Abstract

Co-infection with hepatitis C virus (HCV) and human immunodeficiency virus (HIV) is increasingly common and affects the clinical course of chronic hepatitis C. Highly active antiretroviral therapy has improved the life expectancy of HIV infected patients, but, by extending survival, it permits the development of HCV cirrhosis. This study tried to evaluate clinical and epidemiological features of patients with chronic hepatitis C co-infected with HIV. We evaluated 134 HCV-infected patients: i) group A-- 65 co-infected HCV/HIV patients, ii) group B-- 69 mono-infected HCV patients. The impact of HIV infection on HCV liver disease was analyzed using Child's score, ultrasound findings and liver histology. Patients were subjected to HCV genotyping and anti-HBs dosage. Patients mean age was 42.4 years (+/-9.1) and 97 (72.4%) were males. Injected drug use and homo/bisexual practice were more frequently encountered in the co-infected group: 68.3% and 78.0%, respectively. Antibodies against hepatitis B virus (anti-HBs) were found in only 38.1% of the patients (66.7% group A x 33.3% group B). Ten out of 14 individuals (71.4%) who had liver disease (Child B or C) and 25 out of 34 (73.5%) who showed ultrasound evidence of chronic liver disease were in the co-infection group.
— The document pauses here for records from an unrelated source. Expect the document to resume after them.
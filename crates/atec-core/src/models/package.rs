use std::collections::BTreeMap;

use serde::{Deserialize, Serialize};
use uuid::Uuid;

/// Subtest index within the ATEC template (0..=3).
pub type SubtestId = i32;

/// One selectable answer of a question group.
#[derive(Debug, Clone, PartialEq, Eq, Serialize, Deserialize)]
pub struct AnswerOption {
    pub id: i32,
    pub description: String,
    pub score: i32,
}

/// Per-subtest content: display name, questions, and the shared option set.
#[derive(Debug, Clone, PartialEq, Eq, Serialize, Deserialize)]
pub struct ChecklistGroup {
    pub custom_name: String,
    pub questions: Vec<String>,
    pub options: Vec<AnswerOption>,
}

impl ChecklistGroup {
    pub fn option(&self, id: i32) -> Option<&AnswerOption> {
        self.options.iter().find(|o| o.id == id)
    }
}

/// Ordered mapping of subtest id to its group.
pub type Questionnaire = BTreeMap<SubtestId, ChecklistGroup>;

/// A named score band.
#[derive(Debug, Clone, PartialEq, Eq, Serialize, Deserialize)]
pub struct IndicationCategory {
    pub minimum_score: i32,
    pub maximum_score: i32,
    pub name: String,
    pub detail: String,
}

impl IndicationCategory {
    pub fn contains(&self, score: i32) -> bool {
        score >= self.minimum_score && score <= self.maximum_score
    }

    fn invalid() -> Self {
        Self {
            minimum_score: 0,
            maximum_score: 0,
            name: "invalid value".to_string(),
            detail: "invalid indication".to_string(),
        }
    }
}

#[derive(Debug, Clone, Default, PartialEq, Eq, Serialize, Deserialize)]
#[serde(transparent)]
pub struct IndicationCategories(pub Vec<IndicationCategory>);

impl IndicationCategories {
    /// First category whose interval holds `score`. Validated packages always
    /// have exactly one; anything else yields a placeholder category.
    pub fn lookup(&self, score: i32) -> IndicationCategory {
        self.0
            .iter()
            .find(|c| c.contains(score))
            .cloned()
            .unwrap_or_else(IndicationCategory::invalid)
    }

    pub fn iter(&self) -> std::slice::Iter<'_, IndicationCategory> {
        self.0.iter()
    }

    pub fn len(&self) -> usize {
        self.0.len()
    }

    pub fn is_empty(&self) -> bool {
        self.0.is_empty()
    }
}

/// Labels printed on the rendered result card.
#[derive(Debug, Clone, Default, PartialEq, Eq, Serialize, Deserialize)]
pub struct ImageResultAttributeKey {
    pub title: String,
    pub total: String,
    pub indication: String,
    pub result_id: String,
    pub submitted_at: String,
}

#[derive(Debug, Clone, Serialize, Deserialize)]
pub struct Package {
    pub id: Uuid,
    pub created_by: Uuid,
    pub name: String,
    pub questionnaire: Questionnaire,
    pub indication_categories: IndicationCategories,
    pub image_result_attribute_key: ImageResultAttributeKey,
    pub is_active: bool,
    pub is_locked: bool,
    pub created_at: jiff::Timestamp,
    pub updated_at: jiff::Timestamp,
}

/// Author-supplied content of a package. Shared by create and update.
#[derive(Debug, Clone, PartialEq, Eq, Serialize, Deserialize)]
pub struct PackageContent {
    pub name: String,
    pub questionnaire: Questionnaire,
    pub indication_categories: IndicationCategories,
    pub image_result_attribute_key: ImageResultAttributeKey,
}

impl Package {
    pub fn content(&self) -> PackageContent {
        PackageContent {
            name: self.name.clone(),
            questionnaire: self.questionnaire.clone(),
            indication_categories: self.indication_categories.clone(),
            image_result_attribute_key: self.image_result_attribute_key.clone(),
        }
    }
}
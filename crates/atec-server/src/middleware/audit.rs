use std::time::Instant;

use axum::extract::Request;
use axum::middleware::Next;
use axum::response::Response;

/// Logs every API request as a structured audit event.
pub async fn audit_log(req: Request, next: Next) -> Response {
    let method = req.method().clone();
    let path = req.uri().path().to_string();
    let started = Instant::now();

    let response = next.run(req).await;

    let status = response.status().as_u16();
    let latency_ms = started.elapsed().as_millis() as u64;
    if status >= 500 {
        tracing::warn!(method = %method, path = %path, status, latency_ms, "api_request");
    } else {
        tracing::info!(method = %method, path = %path, status, latency_ms, "api_request");
    }

    response
}
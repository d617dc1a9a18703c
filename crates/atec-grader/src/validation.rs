//! Structural checks run before a package is persisted.

use std::collections::HashSet;

use atec_core::models::package::{
    ChecklistGroup, ImageResultAttributeKey, IndicationCategories, PackageContent, Questionnaire,
};

use crate::error::ValidationError;
use crate::template::{MAXIMUM_SCORE, MINIMUM_SCORE, SUBTESTS, Subtest};

pub const MIN_INDICATION_CATEGORIES: usize = 3;

/// Validate everything an author supplies for a package.
pub fn validate_content(content: &PackageContent) -> Result<(), ValidationError> {
    if content.name.trim().is_empty() {
        return Err(ValidationError::MissingName);
    }
    validate_questionnaire(&content.questionnaire)?;
    validate_indication_categories(&content.indication_categories)?;
    validate_image_keys(&content.image_result_attribute_key)
}

/// The questionnaire must have exactly the template's subtests with matching
/// question and option counts.
pub fn validate_questionnaire(questionnaire: &Questionnaire) -> Result<(), ValidationError> {
    if let Some(unknown) = questionnaire
        .keys()
        .find(|id| !SUBTESTS.iter().any(|s| s.id == **id))
    {
        return Err(ValidationError::UnknownGroup(*unknown));
    }

    for subtest in &SUBTESTS {
        let group = questionnaire
            .get(&subtest.id)
            .ok_or(ValidationError::MissingGroup {
                number: subtest.id + 1,
                name: subtest.name,
            })?;
        validate_group(subtest, group)?;
    }

    Ok(())
}

fn validate_group(subtest: &Subtest, group: &ChecklistGroup) -> Result<(), ValidationError> {
    let number = subtest.id + 1;
    if group.custom_name.trim().is_empty() {
        return Err(ValidationError::MissingCustomName { number });
    }

    if group.options.len() != subtest.option_count {
        return Err(ValidationError::OptionCount {
            number,
            name: subtest.name,
            expected: subtest.option_count,
            actual: group.options.len(),
        });
    }

    if group.questions.len() != subtest.question_count {
        return Err(ValidationError::QuestionCount {
            number,
            name: subtest.name,
            expected: subtest.question_count,
            actual: group.questions.len(),
        });
    }

    if let Some(index) = group.questions.iter().position(|q| q.trim().is_empty()) {
        return Err(ValidationError::EmptyQuestion {
            group: group.custom_name.clone(),
            index,
        });
    }

    let mut ids = HashSet::new();
    let mut scores = HashSet::new();
    for option in &group.options {
        if option.description.trim().is_empty() {
            return Err(ValidationError::EmptyOptionDescription {
                group: group.custom_name.clone(),
                id: option.id,
            });
        }
        if option.score < 0 {
            return Err(ValidationError::NegativeOptionScore {
                group: group.custom_name.clone(),
                score: option.score,
            });
        }
        if !ids.insert(option.id) {
            return Err(ValidationError::DuplicateOptionId {
                group: group.custom_name.clone(),
                id: option.id,
            });
        }
        if !scores.insert(option.score) {
            return Err(ValidationError::DuplicateOptionScore {
                group: group.custom_name.clone(),
                score: option.score,
            });
        }
    }

    // Scores run 0..n so the subtest grade stays within the template range.
    for score in 0..group.options.len() as i32 {
        if !scores.contains(&score) {
            return Err(ValidationError::MissingOptionScore {
                group: group.custom_name.clone(),
                score,
            });
        }
    }

    Ok(())
}

/// Every achievable total must fall into exactly one category.
pub fn validate_indication_categories(
    categories: &IndicationCategories,
) -> Result<(), ValidationError> {
    if categories.len() < MIN_INDICATION_CATEGORIES {
        return Err(ValidationError::TooFewCategories {
            minimum: MIN_INDICATION_CATEGORIES,
            actual: categories.len(),
        });
    }

    for (index, category) in categories.iter().enumerate() {
        let reason = if category.minimum_score < MINIMUM_SCORE {
            Some("minimum_score must not be negative")
        } else if category.maximum_score < 1 {
            Some("maximum_score must be at least 1")
        } else if category.maximum_score > MAXIMUM_SCORE {
            Some("maximum_score is greater than the maximum possible score")
        } else if category.minimum_score > category.maximum_score {
            Some("minimum_score must not exceed maximum_score")
        } else if category.name.trim().is_empty() {
            Some("name is required")
        } else if category.detail.trim().is_empty() {
            Some("detail is required")
        } else {
            None
        };
        if let Some(reason) = reason {
            return Err(ValidationError::InvalidCategory { index, reason });
        }
    }

    for score in MINIMUM_SCORE..=MAXIMUM_SCORE {
        let matches = categories.iter().filter(|c| c.contains(score)).count();
        if matches != 1 {
            return Err(ValidationError::UncoveredScore(score));
        }
    }

    Ok(())
}

pub fn validate_image_keys(keys: &ImageResultAttributeKey) -> Result<(), ValidationError> {
    let slots = [
        ("title", &keys.title),
        ("total", &keys.total),
        ("indication", &keys.indication),
        ("result_id", &keys.result_id),
        ("submitted_at", &keys.submitted_at),
    ];
    for (slot, value) in slots {
        if value.trim().is_empty() {
            return Err(ValidationError::MissingImageKey(slot));
        }
    }
    Ok(())
}
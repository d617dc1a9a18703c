use std::time::Duration;

use atec_core::models::user::Role;
use jsonwebtoken::errors::ErrorKind;
use jsonwebtoken::{Algorithm, DecodingKey, EncodingKey, Header, Validation, decode, encode};
use serde::{Deserialize, Serialize};

use crate::crypto::SharedCryptor;
use crate::error::CryptoError;

pub const ISSUER: &str = "system";

/// What a token authorizes, carried in `sub`.
#[derive(Debug, Clone, Copy, PartialEq, Eq)]
pub enum TokenKind {
    SignupVerification,
    Login,
    ChangePassword,
}

impl TokenKind {
    pub fn subject(self) -> &'static str {
        match self {
            TokenKind::SignupVerification => "signup-verification-token",
            TokenKind::Login => "login-token",
            TokenKind::ChangePassword => "change-password",
        }
    }
}

#[derive(Debug, Clone, Serialize, Deserialize)]
pub struct TokenClaims {
    pub iss: String,
    pub sub: String,
    /// The target user id, always a single entry.
    pub aud: Vec<String>,
    pub exp: i64,
    #[serde(default, skip_serializing_if = "Option::is_none")]
    pub iat: Option<i64>,
    #[serde(default, skip_serializing_if = "Option::is_none")]
    pub role: Option<Role>,
}

/// Why a presented token was refused.
#[derive(Debug)]
pub enum TokenRejection {
    Expired,
    Invalid(CryptoError),
}

impl SharedCryptor {
    pub fn issue_token(
        &self,
        kind: TokenKind,
        audience: &str,
        role: Option<Role>,
        ttl: Duration,
    ) -> Result<String, CryptoError> {
        let now = jiff::Timestamp::now().as_second();
        let ttl = i64::try_from(ttl.as_secs()).unwrap_or(i64::MAX);
        let claims = TokenClaims {
            iss: ISSUER.to_string(),
            sub: kind.subject().to_string(),
            aud: vec![audience.to_string()],
            exp: now.saturating_add(ttl),
            iat: Some(now),
            role,
        };
        let token = encode(
            &Header::new(Algorithm::HS256),
            &claims,
            &EncodingKey::from_secret(self.signing_key()),
        )?;
        Ok(token)
    }

    /// Verify signature, algorithm, expiry, issuer and subject.
    pub fn validate_token(&self, token: &str, kind: TokenKind) -> Result<TokenClaims, TokenRejection> {
        let mut validation = Validation::new(Algorithm::HS256);
        validation.set_required_spec_claims(&["exp", "iss", "sub"]);
        validation.set_issuer(&[ISSUER]);
        validation.sub = Some(kind.subject().to_string());
        validation.validate_aud = false;
        validation.leeway = 0;

        decode::<TokenClaims>(token, &DecodingKey::from_secret(self.signing_key()), &validation)
            .map(|data| data.claims)
            .map_err(|e| match e.kind() {
                ErrorKind::ExpiredSignature => TokenRejection::Expired,
                _ => TokenRejection::Invalid(e.into()),
            })
    }
}
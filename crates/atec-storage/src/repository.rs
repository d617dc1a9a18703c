//! Repository traits shared by every backend.
//!
//! Reads never return soft-deleted rows. `search` returning no rows is
//! [`StorageError::NotFound`] so callers handle "nothing to show" explicitly.

use std::any::Any;

use atec_core::models::child::Child;
use atec_core::models::package::{Package, PackageContent};
use atec_core::models::result::{AnswerDetail, QuestionnaireResult, ResultDetail};
use atec_core::models::user::{Role, User};
use uuid::Uuid;

use crate::error::StorageError;

pub use atec_core::BoxFuture;

/// An open unit of work. Commit and rollback consume the handle, so each can
/// happen at most once and a finished transaction cannot be reused.
pub trait Transaction: Send {
    fn commit(self: Box<Self>) -> BoxFuture<'static, Result<(), StorageError>>;

    fn rollback(self: Box<Self>) -> BoxFuture<'static, Result<(), StorageError>>;

    /// Backend access to the concrete handle.
    fn as_any_mut(&mut self) -> &mut dyn Any;
}

pub trait TxFactory: Send + Sync {
    fn begin(&self) -> BoxFuture<'_, Result<Box<dyn Transaction>, StorageError>>;
}

/// Borrowed transaction slot accepted by write operations.
pub type Tx<'a> = Option<&'a mut dyn Transaction>;

#[derive(Debug, Clone)]
pub struct NewUser {
    pub email: String,
    pub password: String,
    pub username: String,
    pub is_active: bool,
    pub role: Role,
}

#[derive(Debug, Clone, Default)]
pub struct UserPatch {
    pub username: Option<String>,
    pub password: Option<String>,
    pub is_active: Option<bool>,
    pub phone_number: Option<String>,
    pub address: Option<String>,
}

pub trait UserRepository: Send + Sync {
    fn create<'a>(&'a self, input: NewUser, tx: Tx<'a>) -> BoxFuture<'a, Result<User, StorageError>>;

    fn find_by_id(&self, id: Uuid) -> BoxFuture<'_, Result<User, StorageError>>;

    /// Lookup by email ciphertext.
    fn find_by_email<'a>(&'a self, email: &'a str) -> BoxFuture<'a, Result<User, StorageError>>;

    fn find_by_role(&self, role: Role, limit: i64, offset: i64) -> BoxFuture<'_, Result<Vec<User>, StorageError>>;

    fn update<'a>(&'a self, id: Uuid, patch: UserPatch, tx: Tx<'a>) -> BoxFuture<'a, Result<User, StorageError>>;

    fn delete(&self, id: Uuid) -> BoxFuture<'_, Result<(), StorageError>>;
}

#[derive(Debug, Clone)]
pub struct NewChild {
    pub parent_user_id: Uuid,
    pub date_of_birth: jiff::civil::Date,
    pub gender: bool,
    pub name: String,
    pub guardian_name: Option<String>,
}

#[derive(Debug, Clone, Default)]
pub struct ChildPatch {
    pub date_of_birth: Option<jiff::civil::Date>,
    pub gender: Option<bool>,
    pub name: Option<String>,
    pub guardian_name: Option<String>,
}

#[derive(Debug, Clone, Default)]
pub struct ChildFilter {
    pub parent_user_id: Option<Uuid>,
    /// Case-insensitive substring match.
    pub name: Option<String>,
    pub gender: Option<bool>,
    pub limit: i64,
    pub offset: i64,
}

pub trait ChildRepository: Send + Sync {
    fn create<'a>(&'a self, input: NewChild, tx: Tx<'a>) -> BoxFuture<'a, Result<Child, StorageError>>;

    fn find_by_id(&self, id: Uuid) -> BoxFuture<'_, Result<Child, StorageError>>;

    fn search(&self, filter: ChildFilter) -> BoxFuture<'_, Result<Vec<Child>, StorageError>>;

    fn update<'a>(&'a self, id: Uuid, patch: ChildPatch, tx: Tx<'a>) -> BoxFuture<'a, Result<Child, StorageError>>;
}

#[derive(Debug, Clone)]
pub struct NewPackage {
    pub created_by: Uuid,
    pub content: PackageContent,
    pub is_active: bool,
}

#[derive(Debug, Clone, Default)]
pub struct PackagePatch {
    pub content: Option<PackageContent>,
    pub is_active: Option<bool>,
}

#[derive(Debug, Clone, Default)]
pub struct PackageFilter {
    pub is_active: Option<bool>,
    pub is_locked: Option<bool>,
    pub limit: i64,
    pub offset: i64,
}

pub trait PackageRepository: Send + Sync {
    fn create<'a>(&'a self, input: NewPackage, tx: Tx<'a>) -> BoxFuture<'a, Result<Package, StorageError>>;

    fn find_by_id(&self, id: Uuid) -> BoxFuture<'_, Result<Package, StorageError>>;

    fn search(&self, filter: PackageFilter) -> BoxFuture<'_, Result<Vec<Package>, StorageError>>;

    /// The oldest package that is both active and locked.
    fn find_oldest_active_and_locked(&self) -> BoxFuture<'_, Result<Package, StorageError>>;

    fn update<'a>(&'a self, id: Uuid, patch: PackagePatch, tx: Tx<'a>) -> BoxFuture<'a, Result<Package, StorageError>>;

    /// Set `is_locked`. Idempotent; never clears the flag.
    fn mark_locked(&self, id: Uuid) -> BoxFuture<'_, Result<(), StorageError>>;

    /// Soft delete.
    fn delete(&self, id: Uuid) -> BoxFuture<'_, Result<(), StorageError>>;
}

#[derive(Debug, Clone)]
pub struct NewResult {
    pub package_id: Uuid,
    pub child_id: Option<Uuid>,
    pub created_by: Option<Uuid>,
    pub answer: AnswerDetail,
    pub result: ResultDetail,
}

#[derive(Debug, Clone, Default)]
pub struct ResultFilter {
    pub id: Option<Uuid>,
    pub package_id: Option<Uuid>,
    pub child_id: Option<Uuid>,
    pub created_by: Option<Uuid>,
    pub limit: i64,
    pub offset: i64,
}

pub trait ResultRepository: Send + Sync {
    fn create<'a>(&'a self, input: NewResult, tx: Tx<'a>) -> BoxFuture<'a, Result<QuestionnaireResult, StorageError>>;

    fn find_by_id(&self, id: Uuid) -> BoxFuture<'_, Result<QuestionnaireResult, StorageError>>;

    /// Ordered by `created_at` ascending.
    fn search(&self, filter: ResultFilter) -> BoxFuture<'_, Result<Vec<QuestionnaireResult>, StorageError>>;

    /// Results submitted by `user_id` or attached to one of their children.
    fn find_user_history(
        &self,
        user_id: Uuid,
        limit: i64,
        offset: i64,
    ) -> BoxFuture<'_, Result<Vec<QuestionnaireResult>, StorageError>>;
}
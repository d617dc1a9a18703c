//! atec-export
//!
//! Renders a graded questionnaire result as a PNG card.

pub mod card;
pub mod error;
pub mod render;
pub mod styles;

pub use card::ResultCard;
pub use error::ExportError;
pub use render::render_png;
pub use styles::CardStyle;

pub const CONTENT_TYPE: &str = "image/png";
//! Child registration, lookup and score statistics.

use std::sync::Arc;

use atec_core::error::ServiceError;
use atec_core::models::child::Child;
use atec_core::models::result::{ResultDetail, total_score};
use atec_core::models::user::Role;
use atec_core::principal::Requester;
use atec_storage::StorageError;
use atec_storage::repository::{
    ChildFilter, ChildPatch, ChildRepository, NewChild, ResultFilter, ResultRepository, UserRepository,
};
use serde::{Deserialize, Serialize};
use tracing::info;
use uuid::Uuid;

use crate::access::require_principal;
use crate::pagination::Page;

const STATISTIC_BATCH: i64 = 100;

#[derive(Debug, Clone, Deserialize)]
pub struct RegisterChildInput {
    pub date_of_birth: jiff::civil::Date,
    #[serde(default)]
    pub gender: bool,
    pub name: String,
    #[serde(default)]
    pub guardian_name: Option<String>,
}

#[derive(Debug, Clone, Default, Deserialize)]
pub struct UpdateChildInput {
    #[serde(default)]
    pub date_of_birth: Option<jiff::civil::Date>,
    #[serde(default)]
    pub gender: Option<bool>,
    #[serde(default)]
    pub name: Option<String>,
    #[serde(default)]
    pub guardian_name: Option<String>,
}

#[derive(Debug, Clone, Default, Deserialize)]
pub struct ChildSearch {
    #[serde(default)]
    pub parent_user_id: Option<Uuid>,
    #[serde(default)]
    pub name: Option<String>,
    #[serde(default)]
    pub gender: Option<bool>,
}

/// A child as listed to its parent.
#[derive(Debug, Clone, Serialize)]
pub struct RegisteredChild {
    #[serde(flatten)]
    pub child: Child,
    pub parent_username: String,
}

#[derive(Debug, Clone, Serialize)]
pub struct StatisticComponent {
    pub total: i32,
    pub created_at: jiff::Timestamp,
    pub detail: ResultDetail,
}

#[derive(Debug, Clone, Serialize)]
pub struct Statistic {
    pub statistic: Vec<StatisticComponent>,
}

#[derive(Clone)]
pub struct ChildService {
    children: Arc<dyn ChildRepository>,
    users: Arc<dyn UserRepository>,
    results: Arc<dyn ResultRepository>,
}

impl ChildService {
    pub fn new(
        children: Arc<dyn ChildRepository>,
        users: Arc<dyn UserRepository>,
        results: Arc<dyn ResultRepository>,
    ) -> Self {
        Self {
            children,
            users,
            results,
        }
    }

    /// Register a child with the caller as its parent.
    pub async fn register(&self, requester: &Requester, input: RegisterChildInput) -> Result<Uuid, ServiceError> {
        let principal = require_principal(requester, atec_core::error::MSG_UNAUTHORIZED)?;
        let name = non_empty_name(&input.name)?;

        let child = self
            .children
            .create(
                NewChild {
                    parent_user_id: principal.user_id,
                    date_of_birth: input.date_of_birth,
                    gender: input.gender,
                    name,
                    guardian_name: trimmed(input.guardian_name),
                },
                None,
            )
            .await?;

        info!(child_id = %child.id, parent_user_id = %principal.user_id, "child registered");
        Ok(child.id)
    }

    pub async fn update(&self, requester: &Requester, id: Uuid, input: UpdateChildInput) -> Result<(), ServiceError> {
        let principal = require_principal(requester, atec_core::error::MSG_UNAUTHORIZED)?;
        let name = input.name.as_deref().map(non_empty_name).transpose()?;

        let child = self.children.find_by_id(id).await?;
        if !principal.owns_child(&child) {
            return Err(ServiceError::Forbidden(
                "only the child's parent should be able to update child data".to_string(),
            ));
        }

        self.children
            .update(
                id,
                ChildPatch {
                    date_of_birth: input.date_of_birth,
                    gender: input.gender,
                    name,
                    guardian_name: trimmed(input.guardian_name),
                },
                None,
            )
            .await?;
        Ok(())
    }

    /// The caller's own children.
    pub async fn registered(&self, requester: &Requester, page: Page) -> Result<Vec<RegisteredChild>, ServiceError> {
        let principal = require_principal(requester, atec_core::error::MSG_UNAUTHORIZED)?;
        page.validate()?;

        let children = self
            .children
            .search(ChildFilter {
                parent_user_id: Some(principal.user_id),
                limit: page.limit,
                offset: page.offset,
                ..Default::default()
            })
            .await?;
        let parent = self.users.find_by_id(principal.user_id).await?;

        Ok(children
            .into_iter()
            .map(|child| RegisteredChild {
                child,
                parent_username: parent.username.clone(),
            })
            .collect())
    }

    /// Full search for staff.
    pub async fn search(&self, requester: &Requester, search: ChildSearch, page: Page) -> Result<Vec<Child>, ServiceError> {
        let principal = require_principal(requester, atec_core::error::MSG_UNAUTHORIZED)?;
        if !matches!(principal.role, Role::Admin | Role::Therapist) {
            return Err(ServiceError::Forbidden(
                "insufficient permission to access this feature".to_string(),
            ));
        }
        page.validate()?;

        Ok(self
            .children
            .search(ChildFilter {
                parent_user_id: search.parent_user_id,
                name: search.name.filter(|n| !n.trim().is_empty()),
                gender: search.gender,
                limit: page.limit,
                offset: page.offset,
            })
            .await?)
    }

    /// Every result recorded for the child, oldest first.
    pub async fn statistic(&self, requester: &Requester, child_id: Uuid) -> Result<Statistic, ServiceError> {
        let principal = require_principal(requester, "getting statistic requires valid authorization")?;

        let child = self.children.find_by_id(child_id).await?;
        let allowed = principal.owns_child(&child) || matches!(principal.role, Role::Admin | Role::Therapist);
        if !allowed {
            return Err(ServiceError::Forbidden(
                "getting statistic for this child must be done either by parent, therapist or admin".to_string(),
            ));
        }

        let mut statistic = Vec::new();
        let mut offset = 0;
        loop {
            let batch = match self
                .results
                .search(ResultFilter {
                    child_id: Some(child_id),
                    limit: STATISTIC_BATCH,
                    offset,
                    ..Default::default()
                })
                .await
            {
                Ok(batch) => batch,
                Err(StorageError::NotFound) if offset == 0 => return Err(ServiceError::not_found()),
                Err(StorageError::NotFound) => break,
                Err(e) => return Err(e.into()),
            };

            let short = (batch.len() as i64) < STATISTIC_BATCH;
            statistic.extend(batch.into_iter().map(|r| StatisticComponent {
                total: total_score(&r.result),
                created_at: r.created_at,
                detail: r.result,
            }));

            if short {
                break;
            }
            offset += STATISTIC_BATCH;
        }

        Ok(Statistic { statistic })
    }
}

fn non_empty_name(name: &str) -> Result<String, ServiceError> {
    let name = name.trim();
    if name.is_empty() {
        return Err(ServiceError::BadRequest("name must not be empty".to_string()));
    }
    Ok(name.to_string())
}

fn trimmed(value: Option<String>) -> Option<String> {
    value
        .map(|v| v.trim().to_string())
        .filter(|v| !v.is_empty())
}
HCV genotype-2/3 was more frequently encountered in co-infected patients (36.9% group A vs. 21.8% group B). a) HIV infection seems to adversely affect the clinical course of chronic hepatitis C, b) injected drug use, bi/homosexual practice and genotype-2/3 were more frequently encountered in co-infected patients, c) immunization against HBV should be encouraged in these patients.